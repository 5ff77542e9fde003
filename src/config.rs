//! Configuration module for the remixer service.
//!
//! This module contains the configuration structure and environment variable handling
//! for the Anthropic API integration and the HTTP listener.

use log::{debug, error, info, warn};
use std::env;
use thiserror::Error;

/// Primary environment variable holding the Anthropic API key.
pub const API_KEY_VAR: &str = "ANTHROPIC_API_KEY";

/// Alternate name accepted for the API key.
pub const API_KEY_FALLBACK_VAR: &str = "CLAUDE_API_KEY";

/// Port used when `PORT` is not set.
pub const DEFAULT_PORT: u16 = 3000;

/// Errors raised while loading configuration.
#[derive(Debug, Error, PartialEq, Eq)]
pub enum ConfigError {
    #[error("missing ANTHROPIC_API_KEY environment variable")]
    MissingApiKey,
    #[error("{0} is set but empty")]
    EmptyApiKey(&'static str),
    #[error("PORT must be a valid port number, got '{0}'")]
    InvalidPort(String),
}

/// Configuration struct for Anthropic API credentials.
///
/// The API key is the only external setting the remix client needs. It is
/// sent as the `x-api-key` header on every request and is never logged in full.
#[derive(Clone)]
pub struct RemixerConfig {
    /// The static API key for the Anthropic Messages API
    pub api_key: String,
}

impl std::fmt::Debug for RemixerConfig {
    fn fmt(&self, f: &mut std::fmt::Formatter<'_>) -> std::fmt::Result {
        f.debug_struct("RemixerConfig")
            .field("api_key", &mask_secret(&self.api_key))
            .finish()
    }
}

impl RemixerConfig {
    /// Creates a new `RemixerConfig` by loading the API key from environment variables.
    ///
    /// # Environment Variables
    ///
    /// - `ANTHROPIC_API_KEY`: the API key (required)
    /// - `CLAUDE_API_KEY`: accepted when `ANTHROPIC_API_KEY` is absent
    ///
    /// A `.env` file is not read here; `main` loads it before calling this.
    ///
    /// # Returns
    ///
    /// - `Ok(RemixerConfig)`: If a non-blank key is present
    /// - `Err(ConfigError)`: If the key is missing or blank
    ///
    /// # Example
    ///
    /// ```rust
    /// use remixer::RemixerConfig;
    ///
    /// std::env::set_var("ANTHROPIC_API_KEY", "sk-ant-example-key");
    /// let config = RemixerConfig::from_env().unwrap();
    /// assert_eq!(config.api_key, "sk-ant-example-key");
    /// ```
    pub fn from_env() -> Result<Self, ConfigError> {
        info!("Loading Anthropic configuration from environment variables");

        let (var_name, api_key) = match env::var(API_KEY_VAR) {
            Ok(key) => (API_KEY_VAR, key),
            Err(_) => match env::var(API_KEY_FALLBACK_VAR) {
                Ok(key) => {
                    info!("{} not set, using {}", API_KEY_VAR, API_KEY_FALLBACK_VAR);
                    (API_KEY_FALLBACK_VAR, key)
                }
                Err(e) => {
                    error!("Failed to load {} from environment: {}", API_KEY_VAR, e);
                    error!("Make sure {} environment variable is set", API_KEY_VAR);
                    return Err(ConfigError::MissingApiKey);
                }
            },
        };

        let api_key = api_key.trim().to_string();
        info!(
            "Found {} environment variable with length: {}",
            var_name,
            api_key.len()
        );
        debug!("API key (masked): {}", mask_secret(&api_key));

        if api_key.is_empty() {
            error!("{} is empty", var_name);
            return Err(ConfigError::EmptyApiKey(var_name));
        }

        if api_key.len() < 10 {
            warn!(
                "API key seems unusually short ({} characters)",
                api_key.len()
            );
        }

        info!("Anthropic configuration loaded successfully");
        Ok(RemixerConfig { api_key })
    }
}

/// Masks a secret for logging, keeping at most 8 leading and 4 trailing characters.
pub fn mask_secret(secret: &str) -> String {
    let chars: Vec<char> = secret.chars().collect();
    let len = chars.len();
    if len > 16 {
        let prefix: String = chars[..8].iter().collect();
        let suffix: String = chars[len - 4..].iter().collect();
        format!("{}...{}", prefix, suffix)
    } else if len > 8 {
        let prefix: String = chars[..8].iter().collect();
        format!("{}...", prefix)
    } else {
        "...".to_string()
    }
}

/// Gets the server port from the `PORT` environment variable.
///
/// Returns 3000 when `PORT` is unset, and an error when it is set to something
/// that is not a valid port number.
///
/// # Example
///
/// ```rust
/// use remixer::get_server_port;
///
/// std::env::remove_var("PORT");
/// assert_eq!(get_server_port().unwrap(), 3000);
/// ```
pub fn get_server_port() -> Result<u16, ConfigError> {
    match env::var("PORT") {
        Ok(value) => value
            .trim()
            .parse()
            .map_err(|_| ConfigError::InvalidPort(value)),
        Err(_) => Ok(DEFAULT_PORT),
    }
}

════

- Description of the task
Above are records; repeat only the lines starting at the line with "not set, using" and ending at the line with "environment variable is", exactly as they appear, both included.

- Response area
                    info!("{} not set, using {}", API_KEY_VAR, API_KEY_FALLBACK_VAR);
                    (API_KEY_FALLBACK_VAR, key)
                }
                Err(e) => {
                    error!("Failed to load {} from environment: {}", API_KEY_VAR, e);
                    error!("Make sure {} environment variable is set", API_KEY_VAR);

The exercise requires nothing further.